IN THE SUPREME COURT OF SAMOA
HELD AT APIA


BETWEEN:


GEORGE MEREDITH & ASSOCIATES LIMITED
a duly incorporated company having its head office at Apia
Plaintiff


AND:


BON PACIFIC LIMITED
a duly incorporated company having its head office at Auckland, New Zealand.
Defendant


Counsels: Mr. Enari for plaintiff
Mrs. Drake for defendant


Judgment: 11 September 2009


JUDGMENT OF THE COURT


Background


1. The plaintiff is an incorporated company carrying on business in Samoa as engineers, architects and planners. It also operated in American Samoa under the trade name Mapex International. In the years 1997 and 1998 the plaintiff was engaged in two construction projects in American Samoa. The first project was the "Tulao project", which is the subject of the plaintiffs claim.


2. The defendant is a company incorporated in Auckland New Zealand and carrying on business as exporters and merchants. Prior to and subsequent to the implementation of the Tulao project the defendant had on requests from the plaintiff and Mapex International sourced the supply of merchandise, organized their freight, insurance and payment of those goods. The defendant’s costs for the supply of some of those goods including the goods supplied for the Tulao project is the basis of the defendant’s counterclaim against the plaintiff.


3. The Tulao project involved the construction by the plaintiff of a hall for the Latter Day Saints Church ("the Church") at the village of Tulao in American Samoa. Simpson coded fixings were specified in the construction drawings as the pulling down hardware for the roof structure. Simpson fixings were manufactured in the United States, but the plaintiff as a result of inquiries to the supplier in the United States determined that undue delay to the Tulao project would eventuate if the Simpson fixings were ordered from the United States. It then sent a fax to Mr. Sharma of the defendant company on the 28th October 2007, enclosing a copy of the response from the supplier in the United States, and requesting the defendant to inquire and to confirm if there was a Simpson agent in NZ. The fax was on the plaintiffs letterhead.


4. By faxed letter of the 29th October 2007 Mr. Sharma of the defendant company advised the plaintiff that he was unable to locate a Simpson agent. He also enclosed Lumberlock product as recommended alternatives to the Simpson coded product as well as reminding the plaintiff of its overdue accounts with the defendant.


5. Tinai Gordan and Associates, a firm of Civil and Structural Engineers were the consulting engineers of the church for the Tulao project. On the 29th October 2007 the plaintiff faxed to Mr. Gordon of Tinai Gordon and Associates both the response from the supplier in the United States of the Simpson products as well as the response from the defendant, and requested Mr Gordon to approve the Lumberlock products as alternatives to the Simpson products to avoid delay in completing the project. Some Lumberlock brackets were approved. Other Lumberlock products required design modification to incorporate the Simpson coded products. The cyclone ties CT 600 and CT 200 were two of the items which required design modification.
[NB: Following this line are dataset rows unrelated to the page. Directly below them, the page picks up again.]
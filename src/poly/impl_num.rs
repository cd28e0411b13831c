use std::ops::Mul;

use crate::{Poly, RealScalar};

impl<T: RealScalar> Mul for Poly<T> {
    type Output = Self;

    /// Coefficient convolution, order-agnostic so it works on the
    /// descending-degree layout directly.
    fn mul(self, rhs: Self) -> Self {
        let mut out = vec![T::zero(); self.0.len() + rhs.0.len() - 1];
        for (i, &a) in self.0.iter().enumerate() {
            for (j, &b) in rhs.0.iter().enumerate() {
                out[i + j] = out[i + j] + a * b;
            }
        }
        Self(out)
    }
}
//! In-memory capturer and transport for exercising the stream loop
//! without a desktop or a panel.

use std::sync::atomic::{AtomicU64, Ordering};
use std::sync::{Mutex, PoisonError};
use std::time::Duration;

use async_trait::async_trait;
use tokio_util::sync::CancellationToken;

use crate::capture::Capturer;
use crate::chunk::{ChunkPlan, RowRange};
use crate::error::{LinkError, TransportError};
use crate::frame::{LevelMatrix, PixelFormat, RawImage, Region};
use crate::transport::{Delivery, Transport};

// ── Capturers ────────────────────────────────────────────────────

/// Returns a uniformly gray bitmap of the requested size.
#[derive(Debug, Clone, Copy)]
pub struct SolidCapturer {
    value: u8,
}

impl SolidCapturer {
    pub fn new(value: u8) -> Self {
        Self { value }
    }
}

impl Capturer for SolidCapturer {
    fn name(&self) -> &'static str {
        "solid"
    }

    fn grab(&mut self, region: Region) -> Result<RawImage, LinkError> {
        region.validate()?;
        let len = region.width as usize * region.height as usize;
        RawImage::packed(
            region.width,
            region.height,
            PixelFormat::Gray8,
            vec![self.value; len],
        )
    }
}

/// A capture backend that is never available.
#[derive(Debug, Clone, Copy, Default)]
pub struct UnavailableCapturer;

impl Capturer for UnavailableCapturer {
    fn name(&self) -> &'static str {
        "unavailable"
    }

    fn grab(&mut self, _region: Region) -> Result<RawImage, LinkError> {
        Err(LinkError::Capability("no capture backend".into()))
    }
}

// ── RecordingTransport ───────────────────────────────────────────

/// One chunk as seen by [`RecordingTransport`].
#[derive(Debug, Clone, Copy, PartialEq, Eq)]
pub struct SentChunk {
    /// Zero-based index of the `send_frame` call.
    pub frame: u64,
    pub range: RowRange,
    pub payload_len: usize,
}

/// Records every chunk instead of sending it.
///
/// Checks cancellation once per frame, like the WebSocket transport.
#[derive(Debug, Default)]
pub struct RecordingTransport {
    sent: Mutex<Vec<SentChunk>>,
    frames: AtomicU64,
    fail_at: Option<(u64, usize)>,
    chunk_delay: Option<Duration>,
}

impl RecordingTransport {
    pub fn new() -> Self {
        Self::default()
    }

    /// Fail chunk `chunk` of frame `frame`; the remaining chunks of that
    /// frame are not sent.
    pub fn failing_at(mut self, frame: u64, chunk: usize) -> Self {
        self.fail_at = Some((frame, chunk));
        self
    }

    /// Sleep this long before each chunk.
    pub fn with_chunk_delay(mut self, delay: Duration) -> Self {
        self.chunk_delay = Some(delay);
        self
    }

    /// Every recorded chunk, in send order.
    pub fn sent(&self) -> Vec<SentChunk> {
        self.sent
            .lock()
            .unwrap_or_else(PoisonError::into_inner)
            .clone()
    }

    /// Chunks recorded for one frame.
    pub fn chunks_of(&self, frame: u64) -> Vec<SentChunk> {
        self.sent().into_iter().filter(|c| c.frame == frame).collect()
    }

    /// Number of `send_frame` calls that got past the cancellation check.
    pub fn frames_attempted(&self) -> u64 {
        self.frames.load(Ordering::SeqCst)
    }

    fn record(&self, chunk: SentChunk) {
        self.sent
            .lock()
            .unwrap_or_else(PoisonError::into_inner)
            .push(chunk);
    }
}

#[async_trait]
impl Transport for RecordingTransport {
    fn name(&self) -> &'static str {
        "recording"
    }

    async fn send_frame(
        &self,
        levels: &LevelMatrix,
        plan: ChunkPlan,
        cancel: &CancellationToken,
    ) -> Result<Delivery, LinkError> {
        if cancel.is_cancelled() {
            return Err(LinkError::Cancelled);
        }
        let frame = self.frames.fetch_add(1, Ordering::SeqCst);
        let mut sent = Delivery::default();
        for (index, chunk) in plan.chunks(levels).enumerate() {
            if let Some(delay) = self.chunk_delay {
                tokio::time::sleep(delay).await;
            }
            if self.fail_at == Some((frame, index)) {
                return Err(TransportError::Send {
                    index,
                    row_start: chunk.range.row_start,
                    row_end: chunk.range.row_end(),
                    reason: "injected failure".into(),
                }
                .into());
            }
            self.record(SentChunk {
                frame,
                range: chunk.range,
                payload_len: chunk.payload.len(),
            });
            sent.chunks += 1;
            sent.bytes += chunk.payload.len();
        }
        Ok(sent)
    }
}
//! Row-range partitioning of a frame and the binary chunk header.
//!
//! ## Wire format
//!
//! Every binary-channel message is one chunk:
//!
//! ```text
//! row_start:  u16 LE  (2)
//! row_count:  u16 LE  (2)
//! payload:    [u8]    row_count × 320 packed bytes
//! ```

use bytes::{BufMut, Bytes, BytesMut};

use crate::error::LinkError;
use crate::frame::LevelMatrix;
use crate::pack::pack_rows;
use crate::panel::{PANEL_HEIGHT, ROW_BYTES};

// ── Constants ────────────────────────────────────────────────────

/// Rows per chunk when the requested value is out of range.
pub const DEFAULT_ROWS_PER_CHUNK: u16 = 10;

/// Largest chunk the controller's WebSocket stack accepts without
/// fragmenting (60 × 320 = 19 200 payload bytes).
pub const MAX_ROWS_PER_CHUNK: u16 = 60;

/// Clamp a requested chunk height to `1..=60`, falling back to 10.
pub fn clamp_rows_per_chunk(requested: i64) -> u16 {
    if (1..=MAX_ROWS_PER_CHUNK as i64).contains(&requested) {
        requested as u16
    } else {
        DEFAULT_ROWS_PER_CHUNK
    }
}

// ── RowRange ─────────────────────────────────────────────────────

/// A contiguous `[row_start, row_start + row_count)` slice of the frame.
#[derive(Debug, Clone, Copy, PartialEq, Eq)]
pub struct RowRange {
    pub row_start: u16,
    pub row_count: u16,
}

impl RowRange {
    pub const fn new(row_start: u16, row_count: u16) -> Self {
        Self {
            row_start,
            row_count,
        }
    }

    /// One past the last row.
    pub const fn row_end(&self) -> u16 {
        self.row_start + self.row_count
    }

    /// Packed payload size for this range.
    pub const fn payload_len(&self) -> usize {
        self.row_count as usize * ROW_BYTES
    }
}

// ── ChunkPlan ────────────────────────────────────────────────────

/// Ordered partition of `[0, height)` into row ranges.
///
/// Yields `ceil(height / rows_per_chunk)` ranges; every range has
/// `rows_per_chunk` rows except possibly the last.
#[derive(Debug, Clone, Copy, PartialEq, Eq)]
pub struct ChunkPlan {
    height: u16,
    rows_per_chunk: u16,
}

impl ChunkPlan {
    /// Plan for `height` rows. `rows_per_chunk` outside `1..=60` becomes 10.
    pub fn new(height: u16, rows_per_chunk: u16) -> Self {
        Self {
            height,
            rows_per_chunk: clamp_rows_per_chunk(rows_per_chunk as i64),
        }
    }

    /// Plan covering the full panel height.
    pub fn panel(rows_per_chunk: u16) -> Self {
        Self::new(PANEL_HEIGHT as u16, rows_per_chunk)
    }

    pub fn rows_per_chunk(&self) -> u16 {
        self.rows_per_chunk
    }

    /// Number of chunks in the plan.
    pub fn len(&self) -> usize {
        (self.height as usize).div_ceil(self.rows_per_chunk as usize)
    }

    pub fn is_empty(&self) -> bool {
        self.height == 0
    }

    /// Row ranges in ascending order.
    pub fn ranges(&self) -> impl Iterator<Item = RowRange> + '_ {
        (0..self.height)
            .step_by(self.rows_per_chunk as usize)
            .map(|start| RowRange::new(start, self.rows_per_chunk.min(self.height - start)))
    }

    /// Pack every range of `matrix` into chunks, in row order.
    pub fn chunks<'a>(&'a self, matrix: &'a LevelMatrix) -> impl Iterator<Item = Chunk> + 'a {
        self.ranges().map(move |range| Chunk {
            range,
            payload: pack_rows(matrix, range),
        })
    }
}

// ── Chunk ────────────────────────────────────────────────────────

/// A packed row range, the unit of network transmission.
#[derive(Debug, Clone, PartialEq, Eq)]
pub struct Chunk {
    pub range: RowRange,
    pub payload: Bytes,
}

impl Chunk {
    /// Header plus payload as one binary message.
    pub fn encode(&self) -> Bytes {
        let header = ChunkHeader::from(self.range);
        let mut buf = BytesMut::with_capacity(ChunkHeader::SIZE + self.payload.len());
        buf.put_slice(&header.encode());
        buf.put_slice(&self.payload);
        buf.freeze()
    }

    /// Parse a binary message back into a chunk, checking the payload size.
    pub fn decode(msg: &[u8]) -> Result<Self, LinkError> {
        let header = ChunkHeader::decode(msg)?;
        let range = RowRange::new(header.row_start, header.row_count);
        let payload = &msg[ChunkHeader::SIZE..];
        if payload.len() != range.payload_len() {
            return Err(LinkError::Other(format!(
                "chunk payload is {} bytes, header implies {}",
                payload.len(),
                range.payload_len(),
            )));
        }
        Ok(Self {
            range,
            payload: Bytes::copy_from_slice(payload),
        })
    }
}

// ── ChunkHeader ──────────────────────────────────────────────────

/// Row-range prefix of a binary-channel message.
#[derive(Debug, Clone, Copy, PartialEq, Eq)]
pub struct ChunkHeader {
    pub row_start: u16,
    pub row_count: u16,
}

impl ChunkHeader {
    /// Encoded size on the wire.
    pub const SIZE: usize = 4;

    /// Serialize to bytes (little-endian).
    pub fn encode(&self) -> [u8; Self::SIZE] {
        let mut buf = [0u8; Self::SIZE];
        buf[0..2].copy_from_slice(&self.row_start.to_le_bytes());
        buf[2..4].copy_from_slice(&self.row_count.to_le_bytes());
        buf
    }

    /// Deserialize from bytes.
    pub fn decode(data: &[u8]) -> Result<Self, LinkError> {
        if data.len() < Self::SIZE {
            return Err(LinkError::Other(format!(
                "ChunkHeader too short: {} < {}",
                data.len(),
                Self::SIZE,
            )));
        }
        Ok(Self {
            row_start: u16::from_le_bytes([data[0], data[1]]),
            row_count: u16::from_le_bytes([data[2], data[3]]),
        })
    }
}

impl From<RowRange> for ChunkHeader {
    fn from(r: RowRange) -> Self {
        Self {
            row_start: r.row_start,
            row_count: r.row_count,
        }
    }
}

// ── Tests ────────────────────────────────────────────────────────

#[cfg(test)]
mod tests {
    use super::*;
    use crate::panel::PANEL_PIXELS;

    #[test]
    fn every_chunk_size_covers_the_panel() {
        for r in 1..=MAX_ROWS_PER_CHUNK {
            let plan = ChunkPlan::panel(r);
            let ranges: Vec<_> = plan.ranges().collect();
            assert_eq!(ranges.len(), plan.len());
            assert_eq!(ranges.len(), 480usize.div_ceil(r as usize));

            let mut next = 0u16;
            for range in &ranges {
                assert_eq!(range.row_start, next, "gap or overlap at r={r}");
                assert!(range.row_count > 0 && range.row_count <= r);
                next = range.row_end();
            }
            assert_eq!(next, 480);
            assert_eq!(ranges.iter().map(|c| c.row_count as u32).sum::<u32>(), 480);
        }
    }

    #[test]
    fn ten_rows_gives_48_chunks() {
        let plan = ChunkPlan::panel(10);
        assert_eq!(plan.len(), 48);
        assert!(plan.ranges().all(|r| r.row_count == 10));
    }

    #[test]
    fn remainder_lands_in_last_chunk() {
        let ranges: Vec<_> = ChunkPlan::panel(7).ranges().collect();
        assert_eq!(ranges.len(), 69);
        assert_eq!(*ranges.last().unwrap(), RowRange::new(476, 4));
    }

    #[test]
    fn out_of_range_sizes_clamp_to_default() {
        assert_eq!(clamp_rows_per_chunk(0), 10);
        assert_eq!(clamp_rows_per_chunk(-5), 10);
        assert_eq!(clamp_rows_per_chunk(61), 10);
        assert_eq!(clamp_rows_per_chunk(60), 60);
        assert_eq!(clamp_rows_per_chunk(1), 1);
        assert_eq!(ChunkPlan::panel(0).rows_per_chunk(), 10);
        assert_eq!(ChunkPlan::panel(100).len(), 48);
    }

    #[test]
    fn header_roundtrip_is_little_endian() {
        let h = ChunkHeader {
            row_start: 0x0102,
            row_count: 60,
        };
        let bytes = h.encode();
        assert_eq!(bytes, [0x02, 0x01, 60, 0]);
        assert_eq!(ChunkHeader::decode(&bytes).unwrap(), h);
    }

    #[test]
    fn header_too_short() {
        assert!(ChunkHeader::decode(&[0u8; 3]).is_err());
    }

    #[test]
    fn chunk_message_layout() {
        let m = LevelMatrix::from_levels(vec![0xA; PANEL_PIXELS]).unwrap();
        let plan = ChunkPlan::panel(60);
        let chunk = plan.chunks(&m).nth(1).unwrap();
        let msg = chunk.encode();
        assert_eq!(msg.len(), 4 + 60 * 320);
        assert_eq!(&msg[..4], &[60, 0, 60, 0]);
        assert!(msg[4..].iter().all(|&b| b == 0xAA));
        assert_eq!(Chunk::decode(&msg).unwrap(), chunk);
    }

    #[test]
    fn decode_rejects_short_payload() {
        let mut msg = ChunkHeader { row_start: 0, row_count: 2 }.encode().to_vec();
        msg.extend_from_slice(&[0u8; 100]);
        assert!(Chunk::decode(&msg).is_err());
    }
}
6. Gang Nail Ltd was the manufacturer and supplier of the Lumberlock Product in NZ. Its manager Mr. Castledine communicated directly with Mr. Gordon over the CT 600 and CT 200 required modifications. By faxed letter dated the 28th January 1998 Mr. Castledine wrote to Mr. Gordon referring to their telephone discussions the day before and attaching copies of the test reports for the Lumberlock cyclone ties and joist hangers product offered by Gang Nail Ltd as alternatives to the Simpson specified brands. By faxed letter of the same date Mr. Gordon responded to Mr. Castledine expressing concerns that the intended substituted cyclone ties do not resemble a closer approximation of the Simpson product. He also attached illustrations of the Simpson brand and standard which the substituted Lumberlock product must meet.


7. On the 2nd February 1998, Mr. Gordon in response to a faxed letter from Mr. Castledine the day before, issued Mr. Castledine with revised details for the CT 200 and CT 600 for the Lumberlock product. He also requested an Engineer’s certificate and load rating. A copy of this fax was sent by Castledine to the defendant. On the following day the 3rd February 1998 Mr. Castledine faxed to Mr. Gordon illustrations of the CT 200 and CT 600 together with the Engineers certificate and load ratings.


8. Neither the plaintiff nor the defendant were involved or had any input in the dialogue between Mr Gordon and Gang Nail Ltd.


9. On the 26th January 1998, Mr. Aloialii, the plaintiffs quantity surveyor forwarded to the defendant a purchase order number 240 for the supply of Lumberlock brackets to be air freighted to American Samoa. The purchase order was on the letter head of Mapex International. In response the defendant on the 29th January 1998 faxed to Mr. Aloialii quotation of prices and quantities of goods to be supplied as per purchase voucher 240 for confirmation. The order was confirmed by Mr. Aloialii.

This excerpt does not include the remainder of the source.